**Aim of the task:** Among the entries below, find how many lines carry the word "crate" and state only that figure.

Collected data:
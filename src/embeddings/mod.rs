//! Embedding backends behind the vector index.
//!
//! The backend is an explicit value: `Option<EmbeddingBackend>` being `None`
//! is the "no embedding model" configuration state.

pub mod hashing;
pub mod openai;

pub use hashing::HashingEmbedder;
pub use openai::OpenAIEmbedder;

use crate::cache::EmbeddingCache;
use crate::config::EmbeddingsConfig;
use crate::error::Result;
use std::sync::Arc;

const QUERY_RETRIES: usize = 3;

pub enum EmbeddingBackend {
    OpenAI(OpenAIEmbedder),
    Hashing(HashingEmbedder),
}

impl EmbeddingBackend {
    /// Build the configured backend.
    ///
    /// Returns `Ok(None)` when the provider is `none` or when the remote
    /// provider's API key is missing. The reason is logged at info level;
    /// `VectorIndex::new` emits the degradation warning.
    pub fn from_config(config: &EmbeddingsConfig) -> Result<Option<Self>> {
        match config.provider.as_str() {
            "openai" => {
                let api_key = match std::env::var(&config.api_key_env) {
                    Ok(key) if !key.trim().is_empty() => key,
                    _ => {
                        log::info!(
                            "Environment variable {} not set; no OpenAI embeddings",
                            config.api_key_env
                        );
                        return Ok(None);
                    }
                };
                let cache = (config.cache_capacity > 0)
                    .then(|| Arc::new(EmbeddingCache::new(config.cache_capacity)));
                let embedder = OpenAIEmbedder::new(
                    api_key,
                    config.model.clone(),
                    config.batch_size,
                    config.dimensions,
                    cache,
                )?;
                log::info!("Using OpenAI embeddings ({})", config.model);
                Ok(Some(Self::OpenAI(embedder)))
            }
            "hashing" => {
                log::info!("Using local hashing embeddings ({} dims)", config.dimensions);
                Ok(Some(Self::Hashing(HashingEmbedder::new(config.dimensions))))
            }
            other => {
                log::info!("Embedding provider '{}' selected", other);
                Ok(None)
            }
        }
    }

    pub async fn embed_batch(&self, texts: &[String]) -> Result<Vec<Vec<f32>>> {
        match self {
            Self::OpenAI(embedder) => embedder.embed_batch(texts).await,
            Self::Hashing(embedder) => Ok(texts.iter().map(|t| embedder.embed(t)).collect()),
        }
    }

    pub async fn embed_query(&self, text: &str) -> Result<Vec<f32>> {
        match self {
            Self::OpenAI(embedder) => embedder.embed_query(text, QUERY_RETRIES).await,
            Self::Hashing(embedder) => Ok(embedder.embed(text)),
        }
    }

    pub fn dimension(&self) -> usize {
        match self {
            Self::OpenAI(embedder) => embedder.dimensions(),
            Self::Hashing(embedder) => embedder.dimension(),
        }
    }

    pub fn name(&self) -> String {
        match self {
            Self::OpenAI(embedder) => format!("openai:{}", embedder.model()),
            Self::Hashing(embedder) => format!("hashing-sha256:{}", embedder.dimension()),
        }
    }

    pub fn cache(&self) -> Option<&Arc<EmbeddingCache>> {
        match self {
            Self::OpenAI(embedder) => embedder.cache(),
            Self::Hashing(_) => None,
        }
    }
}
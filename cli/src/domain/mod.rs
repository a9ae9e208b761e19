//! Domain layer: pure business logic, types, and validation.
//!
//! This module has zero imports from `crate::infra`, `crate::commands`,
//! `crate::application`, `tokio`, `std::fs`, `std::process`, or `std::net`.
//! All functions are synchronous and take data in, returning data out.

pub mod config;
pub mod error;
pub mod params;

pub use config::{DlabConfig, TerraformConfig, set_config_value, validate_config_key};
pub use error::{ConfigError, ParameterError, TerraformError};
pub use params::{
    ActionMask, ParamDescriptor, ParamKind, ParamValue, TERRAFORM_PARAMS, TF_PATH,
    TerraformAction, TerraformParams,
};
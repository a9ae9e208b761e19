//! `dlab init`: run `terraform init` in the working directory.

use std::path::Path;
use std::process::ExitCode;

use anyhow::Result;

use crate::app::AppContext;
use crate::application::ports::CommandExecutor;
use crate::commands::{WorkdirArgs, done, with_spinner};
use crate::domain::params::TerraformAction;

/// Run `dlab init`.
///
/// # Errors
///
/// Returns an error if Terraform does not report a successful initialization.
pub async fn run(app: &AppContext, args: &WorkdirArgs) -> Result<ExitCode> {
    let tf = app.terraform(&args.options())?;
    let command = tf.command(TerraformAction::Init);
    let output = with_spinner(app, &command, async {
        let _cwd = tf.executor().cd(Path::new(tf.tf_path()))?;
        tf.initialize().await
    })
    .await?;
    app.renderer().render_command_output(&command, &output)?;
    done(app, "Terraform initialized");
    Ok(ExitCode::SUCCESS)
}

**Exercise solution:** 9